Rivalidad con Nacional
Pese a que la competencia entre el club azul y el verde nació a finales de los ochenta, y se agudizó con el polémico partido de los cuartos de final de la Copa Libertadores de 1989, la rivalidad entre las hinchadas empezó en la segunda mitad de los noventa.
Si bien algunos seguidores del conjunto verdologa empezaron a tener grupos como el Escándalo Verde, que también querían alentar a su equipo de una manera distinta en el estadio Atanasio Girardot de Medellín. Fue hasta noviembre de 1997 que surgió un grupo mucho más grande y con mayor fuerza en el que sus integrantes pertenecían a la Villa del Aburrá, donde iniciaron Los Del Sur.
Esta barra también fue creciendo como una de las más populares en Colombia y gracias a las buenas campañas de su equipo después del 2004, fue acogiendo más hinchas que se apasionaron por el verde de la montaña.
Si bien han protagonizado choques violentos entre barras, también han promovido acciones sociales en el país. La barra posee una sede social donde se encuentra una galería permanente de fútbol y arte, auditorio para charlas, talleres y proyección de videos, como también un Museo del hincha.
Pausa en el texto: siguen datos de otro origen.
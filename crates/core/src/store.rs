use crate::embeddings::Embeddings;
use crate::error::RagError;
use crate::models::{Chunk, IndexedRecord, MetadataValue, RawHit, SOURCE_FILE_KEY};
use crate::stores::DiskCollection;
use crate::traits::CollectionBackend;
use std::path::Path;

pub const DEFAULT_BATCH_SIZE: usize = 5_000;

#[derive(Debug, Clone, Copy, PartialEq, Eq)]
pub struct AddSummary {
    pub records: usize,
    pub batches: usize,
}

/// Chunk-level operations over one collection: id assignment, batched
/// insertion, per-file existence checks and nearest-neighbour queries.
#[derive(Debug)]
pub struct VectorIndex<B> {
    backend: B,
}

impl VectorIndex<DiskCollection> {
    pub fn open(persist_dir: impl AsRef<Path>, collection_name: &str) -> Result<Self, RagError> {
        DiskCollection::open(persist_dir, collection_name).map(Self::new)
    }
}

impl<B: CollectionBackend> VectorIndex<B> {
    pub fn new(backend: B) -> Self {
        Self { backend }
    }

    pub fn backend(&self) -> &B {
        &self.backend
    }

    pub fn into_backend(self) -> B {
        self.backend
    }

    pub fn collection_name(&self) -> &str {
        self.backend.collection_name()
    }

    pub fn dimensions(&self) -> Option<usize> {
        self.backend.dimensions()
    }

    pub fn len(&self) -> usize {
        self.backend.len()
    }

    pub fn is_empty(&self) -> bool {
        self.backend.is_empty()
    }

    /// True when any stored record came from `source_file`. This is a
    /// per-file check: a file whose indexing stopped part way still counts.
    pub fn file_exists(&self, source_file: &str) -> Result<bool, RagError> {
        if source_file.is_empty() {
            return Ok(false);
        }
        let value = MetadataValue::Text(source_file.to_string());
        Ok(self.backend.count_where(SOURCE_FILE_KEY, &value)? > 0)
    }

    /// Inserts `chunks` with their aligned `vectors` in sequential batches of
    /// at most `batch_size`. Chunks without an id get one, written back into
    /// their metadata. A failed batch leaves earlier batches stored.
    pub fn add(
        &mut self,
        chunks: &mut [Chunk],
        vectors: &Embeddings,
        batch_size: usize,
    ) -> Result<AddSummary, RagError> {
        if chunks.len() != vectors.len() {
            return Err(RagError::ShapeMismatch {
                chunks: chunks.len(),
                vectors: vectors.len(),
            });
        }
        if batch_size == 0 {
            return Err(RagError::InvalidArgument(
                "batch size must be greater than zero".to_string(),
            ));
        }

        let total = chunks.len();
        let batches = total.div_ceil(batch_size);
        tracing::info!(
            collection = %self.backend.collection_name(),
            records = total,
            batch_size,
            "adding vectors"
        );

        let mut inserted = 0usize;
        for (index, (chunk_batch, start)) in chunks
            .chunks_mut(batch_size)
            .zip((0..total).step_by(batch_size))
            .enumerate()
        {
            let batch = chunk_batch
                .iter_mut()
                .enumerate()
                .map(|(offset, chunk)| IndexedRecord {
                    id: chunk.ensure_id(),
                    vector: vectors
                        .row(start + offset)
                        .map(<[f32]>::to_vec)
                        .unwrap_or_default(),
                    text: chunk.text.clone(),
                    metadata: chunk.metadata.clone(),
                })
                .collect::<Vec<_>>();
            let size = batch.len();

            tracing::info!(batch = index + 1, batches, size, "inserting batch");
            self.backend
                .insert(batch)
                .map_err(|source| RagError::BatchFailed {
                    batch: index + 1,
                    batches,
                    inserted,
                    source: Box::new(source),
                })?;
            inserted += size;
        }

        tracing::info!(records = inserted, batches, "added all vectors");
        Ok(AddSummary {
            records: inserted,
            batches,
        })
    }

    /// Up to `top_k` stored chunks closest to `query_vector`, best first.
    pub fn query(&self, query_vector: &[f32], top_k: usize) -> Result<Vec<RawHit>, RagError> {
        if top_k == 0 {
            return Err(RagError::InvalidArgument(
                "top_k must be greater than zero".to_string(),
            ));
        }
        self.backend.nearest(query_vector, top_k)
    }
}

#[cfg(test)]
pub(crate) mod tests {
    use super::*;
    use crate::models::{Metadata, ID_KEY};
    use crate::stores::MemoryCollection;
    use std::cell::{Cell, RefCell};
    use std::collections::HashSet;

    /// Memory backend that records every call made against it.
    #[derive(Default)]
    pub(crate) struct CountingBackend {
        pub inner: MemoryCollection,
        pub count_calls: Cell<usize>,
        pub nearest_calls: Cell<usize>,
        pub insert_sizes: RefCell<Vec<usize>>,
        pub fail_on_insert: Option<usize>,
    }

    impl CollectionBackend for CountingBackend {
        fn collection_name(&self) -> &str {
            "counting"
        }

        fn dimensions(&self) -> Option<usize> {
            self.inner.dimensions()
        }

        fn len(&self) -> usize {
            self.inner.len()
        }

        fn count_where(&self, key: &str, value: &MetadataValue) -> Result<usize, RagError> {
            self.count_calls.set(self.count_calls.get() + 1);
            self.inner.count_where(key, value)
        }

        fn insert(&mut self, batch: Vec<IndexedRecord>) -> Result<(), RagError> {
            let call = self.insert_sizes.borrow().len() + 1;
            self.insert_sizes.borrow_mut().push(batch.len());
            if self.fail_on_insert == Some(call) {
                return Err(RagError::StorageUnavailable("disk full".to_string()));
            }
            self.inner.insert(batch)
        }

        fn nearest(&self, vector: &[f32], top_k: usize) -> Result<Vec<RawHit>, RagError> {
            self.nearest_calls.set(self.nearest_calls.get() + 1);
            self.inner.nearest(vector, top_k)
        }
    }

    fn chunks(count: usize, source: &str) -> Vec<Chunk> {
        (0..count)
            .map(|index| Chunk::new(format!("chunk {index}"), source, "txt"))
            .collect()
    }

    fn unit_vectors(count: usize) -> Embeddings {
        let rows = (0..count)
            .map(|index| vec![1.0, index as f32 / count.max(1) as f32])
            .collect();
        match Embeddings::from_rows(2, rows) {
            Ok(embeddings) => embeddings,
            Err(error) => panic!("test vectors are well formed: {error}"),
        }
    }

    #[test]
    fn file_exists_short_circuits_empty_name() -> Result<(), RagError> {
        let index = VectorIndex::new(CountingBackend::default());
        assert!(!index.file_exists("")?);
        assert_eq!(index.backend().count_calls.get(), 0);
        Ok(())
    }

    #[test]
    fn file_exists_after_indexing() -> Result<(), RagError> {
        let mut index = VectorIndex::new(CountingBackend::default());
        let mut batch = chunks(4, "a.txt");
        index.add(&mut batch, &unit_vectors(4), 10)?;

        assert!(index.file_exists("a.txt")?);
        assert!(!index.file_exists("b.txt")?);
        assert_eq!(index.backend().count_calls.get(), 2);
        Ok(())
    }

    #[test]
    fn add_assigns_unique_ids_once() -> Result<(), RagError> {
        let mut index = VectorIndex::new(MemoryCollection::new("docs"));
        let mut batch = chunks(3, "a.txt");
        batch[1].metadata.insert(ID_KEY.to_string(), "kept".into());

        index.add(&mut batch, &unit_vectors(3), 2)?;

        let ids: Vec<String> = batch
            .iter()
            .filter_map(|chunk| chunk.id())
            .collect();
        assert_eq!(ids.len(), 3);
        assert_eq!(ids[1], "kept");
        assert_eq!(ids.iter().collect::<HashSet<_>>().len(), 3);
        Ok(())
    }

    #[test]
    fn re_adding_same_chunks_overwrites() -> Result<(), RagError> {
        let mut index = VectorIndex::new(MemoryCollection::new("docs"));
        let mut batch = chunks(3, "a.txt");
        index.add(&mut batch, &unit_vectors(3), 5)?;
        let ids: Vec<Option<String>> = batch
            .iter()
            .map(|chunk| chunk.id())
            .collect();

        batch[0].text = "rewritten".to_string();
        index.add(&mut batch, &unit_vectors(3), 5)?;

        assert_eq!(index.len(), 3);
        let after: Vec<Option<String>> = batch
            .iter()
            .map(|chunk| chunk.id())
            .collect();
        assert_eq!(ids, after);
        let first_id = after[0].clone().unwrap_or_default();
        assert_eq!(
            index.backend().get(&first_id).map(|record| record.text.as_str()),
            Some("rewritten")
        );
        Ok(())
    }

    #[test]
    fn shape_mismatch_is_checked_before_any_write() {
        let mut index = VectorIndex::new(CountingBackend::default());
        let mut batch = chunks(3, "a.txt");
        let result = index.add(&mut batch, &unit_vectors(2), 1);

        assert!(matches!(
            result,
            Err(RagError::ShapeMismatch {
                chunks: 3,
                vectors: 2
            })
        ));
        assert!(index.backend().insert_sizes.borrow().is_empty());
        assert!(batch.iter().all(|chunk| chunk.id().is_none()));
    }

    #[test]
    fn batches_are_sequential_and_bounded() -> Result<(), RagError> {
        let mut index = VectorIndex::new(CountingBackend::default());
        let mut batch = chunks(12_000, "big.txt");
        let summary = index.add(&mut batch, &unit_vectors(12_000), DEFAULT_BATCH_SIZE)?;

        assert_eq!(*index.backend().insert_sizes.borrow(), vec![5_000, 5_000, 2_000]);
        assert_eq!(
            summary,
            AddSummary {
                records: 12_000,
                batches: 3
            }
        );
        assert_eq!(index.len(), 12_000);
        Ok(())
    }

    #[test]
    fn failed_batch_keeps_earlier_batches() -> Result<(), RagError> {
        let backend = CountingBackend {
            fail_on_insert: Some(2),
            ..CountingBackend::default()
        };
        let mut index = VectorIndex::new(backend);
        let mut batch = chunks(5, "a.txt");
        let result = index.add(&mut batch, &unit_vectors(5), 2);

        match result {
            Err(RagError::BatchFailed {
                batch,
                batches,
                inserted,
                ..
            }) => {
                assert_eq!((batch, batches, inserted), (2, 3, 2));
            }
            other => panic!("expected batch failure, got {other:?}"),
        }
        assert_eq!(index.len(), 2);
        assert_eq!(*index.backend().insert_sizes.borrow(), vec![2, 2]);

        // The partial write is visible: the file already counts as indexed.
        assert!(index.file_exists("a.txt")?);
        let vectors = unit_vectors(1);
        let query = vectors.row(0).unwrap_or_default();
        assert_eq!(index.query(query, 10)?.len(), 2);
        Ok(())
    }

    #[test]
    fn empty_add_issues_no_inserts() -> Result<(), RagError> {
        let mut index = VectorIndex::new(CountingBackend::default());
        let summary = index.add(&mut [], &Embeddings::empty(2), 10)?;
        assert_eq!(summary.batches, 0);
        assert!(index.backend().insert_sizes.borrow().is_empty());
        Ok(())
    }

    #[test]
    fn zero_batch_size_is_rejected() {
        let mut index = VectorIndex::new(MemoryCollection::new("docs"));
        let mut batch = chunks(1, "a.txt");
        let result = index.add(&mut batch, &unit_vectors(1), 0);
        assert!(matches!(result, Err(RagError::InvalidArgument(_))));
    }

    #[test]
    fn query_orders_results_and_caps_at_top_k() -> Result<(), RagError> {
        let mut index = VectorIndex::new(MemoryCollection::new("docs"));
        let mut batch = vec![
            Chunk::with_metadata("east", Metadata::new()),
            Chunk::with_metadata("north", Metadata::new()),
            Chunk::with_metadata("north-east", Metadata::new()),
        ];
        let vectors = Embeddings::from_rows(
            2,
            vec![vec![1.0, 0.0], vec![0.0, 1.0], vec![1.0, 1.0]],
        )?;
        index.add(&mut batch, &vectors, 10)?;

        let hits = index.query(&[1.0, 0.2], 2)?;
        let texts: Vec<_> = hits.iter().map(|hit| hit.content.as_str()).collect();
        assert_eq!(texts, vec!["east", "north-east"]);

        assert!(matches!(
            index.query(&[1.0, 0.0], 0),
            Err(RagError::InvalidArgument(_))
        ));
        Ok(())
    }

    #[test]
    fn query_on_empty_collection_is_empty() -> Result<(), RagError> {
        let index = VectorIndex::new(MemoryCollection::new("docs"));
        assert!(index.query(&[1.0, 0.0, 0.0], 4)?.is_empty());
        Ok(())
    }
}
Si bien la historia del barrismo sigue escribiéndose en el país, el partido de este sábado será sin duda un episodio importante en los registros de ambos clubes que se enfrentarán en El Campín desde las 7:00 p. m. y podrá ser visto a través de Win Sports + o en las pantallas gigantes que se pondrán en puntos de interés como el parque Simón Bolívar de Bogotá.